FarmaBrasil Group president Reginaldo Arcuri said the project imposes “severe restrictions” on the use of tax credits, increases the costs of 65% of medicines sold in Brazil and also undermines the reduced ICMS rates, which are conditional on maintaining the federal zero rate.
“As the pharmaceutical market is regulated by the Medicines Market Regulation Chamber (CMED), linked to the federal government, any tax changes must be automatically reflected in the final price,” Arcuri said.
Despite protests, the project was adopted by the Senate less than 24 hours after being approved in the House – where the opinion on the sectors affected and those spared was only made public a few minutes before the text entered into discussion.
The 10% reduction in benefits will apply to those granted on the basis of nine taxes: PIS/Pasep, PIS/Pasep-Importation, Cofins, Cofins-Importation, IRPJ (Corporate Income Tax), CSLL (Social Contribution on Net Profit), Import Tax, IPI (Tax on Industrialized Products) and the employer’s Social Contribution. Part of it was removed during the tax reform and would end in 2032.
The project spares the Manaus Free Trade Zone, the basic food basket, Minha Casa Minha Vida, ProUni (University for All Program), incentives granted for a specific period of time whose beneficiary has already fulfilled the onerous conditions of enjoyment and others with constitutional immunities from being removed.
Concessions in benefit cuts were offset by increases in other taxes. The JCP mechanism, used mainly by banks, industries and the real estate sector, saw taxation increase from 15% to 17.5%.
Betting will see a gradual increase in the Gross Gaming Revenue (GRP) rate, which is currently 12%. The project increases it to 13% in 2026, 14% in 2027 and 15% in 2028. Despite this, the sector ended up benefiting from last-minute negotiations, with the government aiming for a larger increase, to 18%, of a tax approved by the Senate. Parliamentarians lobbied against the measure, saying it would expand the illegal market.
In the case of fintechs, CSLL will also increase in stages. The rate for fintechs and payment institutions, over-the-counter market administrators, stock and commodity exchanges will increase from 9% to 12% in 2026. From 2028, it will increase to 15%.
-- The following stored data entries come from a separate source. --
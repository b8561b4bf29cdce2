//! Mitigation action types.
//!
//! Actions are static reference content; a [`MitigationPlan`] is the
//! per-query selection of those actions, grouped by when they should be
//! done.

use std::collections::BTreeSet;

use serde::Serialize;
use strum_macros::{AsRefStr, Display, EnumString};

/// Rough out-of-pocket cost of an action.
#[derive(
    Debug, Clone, Copy, PartialEq, Eq, PartialOrd, Ord, Hash, Serialize, Display, EnumString, AsRefStr,
)]
#[serde(rename_all = "lowercase")]
#[strum(serialize_all = "lowercase")]
pub enum ActionCost {
    /// No cost
    Free,
    /// $1-50
    Low,
    /// $50-500
    Medium,
    /// $500+
    High,
}

impl ActionCost {
    /// Dollar range label for display.
    #[must_use]
    pub const fn label(self) -> &'static str {
        match self {
            Self::Free => "Free",
            Self::Low => "$1-50",
            Self::Medium => "$50-500",
            Self::High => "$500+",
        }
    }
}

/// When an action should be completed.
#[derive(
    Debug, Clone, Copy, PartialEq, Eq, PartialOrd, Ord, Hash, Serialize, Display, EnumString, AsRefStr,
)]
#[serde(rename_all = "lowercase")]
#[strum(serialize_all = "lowercase")]
pub enum Timeframe {
    /// Right now
    Immediate,
    /// Within a week
    Week,
    /// Within a month
    Month,
    /// Within a quarter
    Quarter,
}

/// Expected reduction in exposure from completing an action.
#[derive(
    Debug, Clone, Copy, PartialEq, Eq, PartialOrd, Ord, Hash, Serialize, Display, EnumString, AsRefStr,
)]
#[serde(rename_all = "lowercase")]
#[strum(serialize_all = "lowercase")]
pub enum Impact {
    /// Minor improvement
    Low,
    /// Noticeable improvement
    Medium,
    /// Major improvement
    High,
}

/// Which hazard an action addresses.
#[derive(
    Debug, Clone, Copy, PartialEq, Eq, PartialOrd, Ord, Hash, Serialize, Display, EnumString, AsRefStr,
)]
#[serde(rename_all = "lowercase")]
#[strum(serialize_all = "lowercase")]
pub enum ActionCategory {
    /// Wildfire-specific preparation
    Wildfire,
    /// Flood-specific preparation
    Flood,
    /// Earthquake-specific preparation
    Earthquake,
    /// Useful regardless of hazard
    General,
}

/// A single recommended preparedness action.
#[derive(Debug, Clone, PartialEq, Eq, Serialize)]
#[serde(rename_all = "camelCase")]
pub struct MitigationAction {
    /// Stable identifier used for completion tracking.
    pub id: &'static str,
    /// Short imperative title.
    pub title: &'static str,
    /// What to do.
    pub description: &'static str,
    /// Cost tier.
    pub cost: ActionCost,
    /// Timeframe bucket.
    pub timeframe: Timeframe,
    /// Impact tier.
    pub impact: Impact,
    /// Hazard addressed.
    pub category: ActionCategory,
    /// Insurance-related caveat, if any.
    pub insurance_tip: Option<&'static str>,
}

/// Actions selected for one location, grouped by timeframe.
///
/// Within each group actions keep their catalogue order.
#[derive(Debug, Clone, Default, PartialEq, Eq, Serialize)]
#[serde(rename_all = "camelCase")]
pub struct MitigationPlan {
    /// Free actions to do right away.
    pub immediate: Vec<&'static MitigationAction>,
    /// Low-cost actions for this week.
    pub week: Vec<&'static MitigationAction>,
    /// Important actions for this month.
    pub month: Vec<&'static MitigationAction>,
    /// Longer-running projects.
    pub quarter: Vec<&'static MitigationAction>,
}

impl MitigationPlan {
    /// Iterates all actions, grouped immediate → quarter.
    pub fn iter(&self) -> impl Iterator<Item = &'static MitigationAction> + '_ {
        self.immediate
            .iter()
            .chain(&self.week)
            .chain(&self.month)
            .chain(&self.quarter)
            .copied()
    }

    /// Total number of actions in the plan.
    #[must_use]
    pub fn len(&self) -> usize {
        self.immediate.len() + self.week.len() + self.month.len() + self.quarter.len()
    }

    /// Whether the plan has no actions.
    #[must_use]
    pub fn is_empty(&self) -> bool {
        self.len() == 0
    }

    /// Returns `(completed, total)` given the IDs a user has checked off.
    ///
    /// IDs that are not part of this plan are ignored.
    #[must_use]
    pub fn progress(&self, completed: &BTreeSet<String>) -> (usize, usize) {
        let done = self.iter().filter(|a| completed.contains(a.id)).count();
        (done, self.len())
    }
}
#![cfg_attr(feature = "fail-on-warnings", deny(warnings))]
#![warn(clippy::all, clippy::pedantic, clippy::nursery, clippy::cargo)]
#![allow(clippy::multiple_crate_versions, clippy::cargo_common_metadata)]

//! Natural-hazard risk inference for California locations.
//!
//! Given a coordinate, [`RiskEngine::calculate`] resolves the containing
//! county, looks up its hazard priors, adjusts them by coastal position and
//! fault proximity, and projects a ten-year loss. Every step is a pure
//! function of the coordinate and data loaded once at startup, so the same
//! input always produces the same [`RiskData`].
//!
//! Coordinates outside every known county are not an error: they get fixed
//! low-confidence defaults with `region: None`.

pub mod faults;
pub mod loss;
pub mod mitigation;
pub mod scorers;

use hazard_map_hazard_models::mitigation::MitigationPlan;
use hazard_map_hazard_models::{Coordinate, RiskData};
use hazard_map_reference::ReferenceData;
use hazard_map_spatial::RegionBoundaries;

pub use faults::{NearestFault, nearest_fault};
pub use loss::estimate_loss;
pub use mitigation::{coverage_gaps, prioritize};

/// Everything the engine knows about one location.
#[derive(Debug, Clone, PartialEq)]
pub struct Assessment<'a> {
    /// Hazard scores and loss projection.
    pub risk: RiskData,
    /// Closest catalogued fault, regardless of coverage.
    pub nearest_fault: Option<NearestFault<'a>>,
    /// Recommended actions.
    pub plan: MitigationPlan,
    /// Insurance coverage worth reviewing.
    pub coverage_gaps: Vec<&'static str>,
}

/// Risk calculator bound to a set of reference data.
#[derive(Debug, Clone, Copy)]
pub struct RiskEngine<'a> {
    reference: &'a ReferenceData,
}

impl RiskEngine<'static> {
    /// Engine over the compiled-in reference data.
    #[must_use]
    pub fn embedded() -> Self {
        Self::new(ReferenceData::embedded())
    }
}

impl<'a> RiskEngine<'a> {
    /// Creates an engine over `reference`.
    #[must_use]
    pub const fn new(reference: &'a ReferenceData) -> Self {
        Self { reference }
    }

    /// The reference data this engine scores against.
    #[must_use]
    pub const fn reference(&self) -> &'a ReferenceData {
        self.reference
    }

    /// Closest catalogued fault to `coordinate`.
    #[must_use]
    pub fn nearest_fault(&self, coordinate: Coordinate) -> Option<NearestFault<'a>> {
        nearest_fault(coordinate, self.reference.faults())
    }

    /// Scores every hazard at `coordinate`.
    #[must_use]
    pub fn calculate(&self, coordinate: Coordinate, boundaries: &RegionBoundaries) -> RiskData {
        self.calculate_with_fault(coordinate, boundaries).0
    }

    /// Scores `coordinate` and attaches the nearest fault, the mitigation
    /// plan, and coverage gaps.
    #[must_use]
    pub fn assess(&self, coordinate: Coordinate, boundaries: &RegionBoundaries) -> Assessment<'a> {
        let (risk, nearest_fault) = self.calculate_with_fault(coordinate, boundaries);
        let plan = prioritize(&risk);
        let coverage_gaps = coverage_gaps(&risk);

        Assessment {
            risk,
            nearest_fault,
            plan,
            coverage_gaps,
        }
    }

    fn calculate_with_fault(
        &self,
        coordinate: Coordinate,
        boundaries: &RegionBoundaries,
    ) -> (RiskData, Option<NearestFault<'a>>) {
        let region = boundaries.resolve(coordinate).map(|r| r.name().to_string());
        let stats = region
            .as_deref()
            .and_then(|name| self.reference.regions().get(name));

        if region.is_some() && stats.is_none() {
            log::warn!(
                "Region {} has a boundary but no statistics; using defaults",
                region.as_deref().unwrap_or_default()
            );
        }

        let nearest = self.nearest_fault(coordinate);
        let name = region.as_deref();

        let wildfire = scorers::wildfire::score(name, stats.as_ref(), coordinate);
        let flood = scorers::flood::score(name, stats.as_ref(), coordinate);
        let earthquake = scorers::earthquake::score(name, stats.as_ref(), coordinate, nearest.as_ref());
        let hurricane = scorers::hurricane::score(name, stats.as_ref(), coordinate);
        let loss_estimate = estimate_loss(&wildfire, &flood, &earthquake);

        log::debug!(
            "Risk at ({}, {}) in {}: wildfire={} flood={} earthquake={} hurricane={}",
            coordinate.longitude,
            coordinate.latitude,
            name.unwrap_or("<no region>"),
            wildfire.score(),
            flood.score(),
            earthquake.score(),
            hurricane.score()
        );

        let risk = RiskData {
            wildfire,
            flood,
            earthquake,
            hurricane,
            loss_estimate,
            region,
        };

        (risk, nearest)
    }
}

/// Scores `coordinate` against the compiled-in reference data.
#[must_use]
pub fn calculate_risks(coordinate: Coordinate, boundaries: &RegionBoundaries) -> RiskData {
    RiskEngine::embedded().calculate(coordinate, boundaries)
}

#[cfg(test)]
mod tests {
    use super::*;
    use hazard_map_hazard_models::{Hazard, RiskLevel};
    use hazard_map_spatial::RegionBoundary;

    const SAMPLE_COUNTIES: &str = include_str!("../fixtures/sample_counties.geojson");

    fn boundaries() -> RegionBoundaries {
        RegionBoundaries::from_geojson_str(SAMPLE_COUNTIES).unwrap()
    }

    fn assert_score(actual: f64, expected: f64) {
        assert!((actual - expected).abs() < f64::EPSILON, "expected {expected}, got {actual}");
    }

    #[test]
    fn downtown_los_angeles() {
        let risk = calculate_risks(Coordinate::new(-118.2437, 34.0522), &boundaries());

        assert_eq!(risk.region.as_deref(), Some("Los Angeles"));
        assert_score(risk.wildfire.score(), 8.5);
        assert_eq!(risk.wildfire.level(), RiskLevel::High);
        assert_score(risk.flood.score(), 4.5);
        assert_eq!(risk.flood.level(), RiskLevel::Medium);
        assert_score(risk.earthquake.score(), 9.5);
        assert_eq!(risk.earthquake.level(), RiskLevel::High);
        assert_score(risk.hurricane.score(), 4.0);
        assert_eq!(risk.hurricane.level(), RiskLevel::Medium);
        assert!(risk.earthquake.factors()[0].contains("miles from"));

        assert_eq!(risk.loss_estimate.unprotected, 39_188);
        assert_eq!(risk.loss_estimate.with_protection, 13_716);
    }

    #[test]
    fn offshore_gets_defaults() {
        let risk = calculate_risks(Coordinate::new(-130.0, 40.0), &boundaries());

        assert_eq!(risk.region, None);
        assert!(!risk.in_coverage());
        assert_score(risk.wildfire.score(), 3.0);
        assert_score(risk.flood.score(), 3.0);
        assert_score(risk.earthquake.score(), 3.0);
        assert_score(risk.hurricane.score(), 1.5);
        for hazard in Hazard::all() {
            let score = risk.score(*hazard);
            assert_eq!(score.level(), RiskLevel::Low);
            assert_eq!(score.factors(), [scorers::OUT_OF_COVERAGE_FACTOR.to_string()]);
        }
        // 750000 * (0.0006 + 0.00045 + 0.0009) * 10 = 14625
        assert_eq!(risk.loss_estimate.unprotected, 14_625);
    }

    #[test]
    fn san_francisco_coastal_flood() {
        let risk = calculate_risks(Coordinate::new(-122.42, 37.77), &boundaries());

        assert_eq!(risk.region.as_deref(), Some("San Francisco"));
        assert_score(risk.flood.score(), 6.0);
        assert_eq!(risk.flood.level(), RiskLevel::Medium);
        assert!(
            risk.flood
                .factors()
                .iter()
                .any(|f| f == "Coastal location increases storm surge risk")
        );
        assert_score(risk.earthquake.score(), 9.5);
        assert_score(risk.hurricane.score(), 2.5);
    }

    #[test]
    fn sacramento_is_just_inland_of_the_flood_cutoff() {
        let risk = calculate_risks(Coordinate::new(-121.49, 38.58), &boundaries());

        assert_eq!(risk.region.as_deref(), Some("Sacramento"));
        assert_score(risk.flood.score(), 6.5);
        assert_score(risk.earthquake.score(), 4.2);
        assert_eq!(risk.earthquake.level(), RiskLevel::Medium);
    }

    #[test]
    fn boundary_without_statistics_uses_defaults_but_keeps_name() {
        let mut regions: Vec<RegionBoundary> = boundaries().iter().cloned().collect();
        let atlantis = RegionBoundary::new("Atlantis", regions[0].polygon().clone());
        regions.insert(0, atlantis);
        let boundaries = RegionBoundaries::new(regions);

        let risk = calculate_risks(Coordinate::new(-118.2437, 34.0522), &boundaries);
        assert_eq!(risk.region.as_deref(), Some("Atlantis"));
        assert_score(risk.earthquake.score(), 3.0);
        assert_eq!(
            risk.wildfire.factors(),
            [scorers::OUT_OF_COVERAGE_FACTOR.to_string()]
        );
    }

    #[test]
    fn repeated_queries_are_identical() {
        let boundaries = boundaries();
        let engine = RiskEngine::embedded();
        let coordinate = Coordinate::new(-118.2437, 34.0522);
        assert_eq!(
            engine.calculate(coordinate, &boundaries),
            engine.calculate(coordinate, &boundaries)
        );
    }

    #[test]
    fn scores_agree_with_levels_everywhere() {
        let boundaries = boundaries();
        let engine = RiskEngine::embedded();

        for lng in (0..30).map(|i| -124.0 + f64::from(i) * 0.23) {
            for lat in (0..20).map(|i| 32.5 + f64::from(i) * 0.33) {
                let risk = engine.calculate(Coordinate::new(lng, lat), &boundaries);
                for hazard in Hazard::all() {
                    let score = risk.score(*hazard);
                    assert!((0.0..=10.0).contains(&score.score()));
                    assert_eq!(score.level(), RiskLevel::from_raw(score.raw()));
                    assert!(!score.factors().is_empty());
                }
                assert!(risk.earthquake.score() <= scorers::earthquake::SCORE_CEILING);
                assert!(risk.loss_estimate.with_protection <= risk.loss_estimate.unprotected);
            }
        }
    }

    #[test]
    fn assessment_bundles_plan_and_gaps() {
        let assessment = RiskEngine::embedded()
            .assess(Coordinate::new(-118.2437, 34.0522), &boundaries());

        assert_eq!(assessment.plan.len(), mitigation::ACTIONS.len());
        assert_eq!(assessment.coverage_gaps.len(), 4);
        let fault = assessment.nearest_fault.unwrap();
        assert!(fault.distance_miles < 10.0);
    }

    #[test]
    fn offshore_assessment_still_finds_a_fault() {
        let assessment =
            RiskEngine::embedded().assess(Coordinate::new(-130.0, 40.0), &boundaries());
        assert!(assessment.nearest_fault.is_some());
        assert_eq!(assessment.plan.len(), 5);
        assert_eq!(assessment.coverage_gaps.len(), 2);
    }
}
For credit, financing, investment and capitalization companies, the rate will increase from 15% to 17.5% in 2026 and to 20% in 2028. The 20% levy is currently exclusive to banks.
Zetta, who represents fintechs, criticized the vote and said it went against the sector’s agenda to increase competitiveness. “It is surprising that sectors that have expanded access to financial services, encouraged formalization and increased competition in the sector are being penalized, while other activities, whose negative social effects are already widely recognized and reported, do not face proportionate burdens,” he said in a note.
The project’s rapporteur in the House, MP Aguinaldo Ribeiro (PP-PB), said that the Ministry of Finance has calculated that the impact next year will be R$17.5 billion in revenue recovery, R$2.5 billion in tax increases with the JCP tax change, R$1.6 billion with fintechs and R$850 million in betting.
Congress also benefited from the plan to increase payment for parliamentary amendments. The text allows those recorded as balances to be paid between 2019 and 2023 and which have been canceled to be revalidated and can be settled by December 2026. In addition, it creates a mechanism to allow settlement even in the event of insufficient amounts for the full execution of the proposed objects.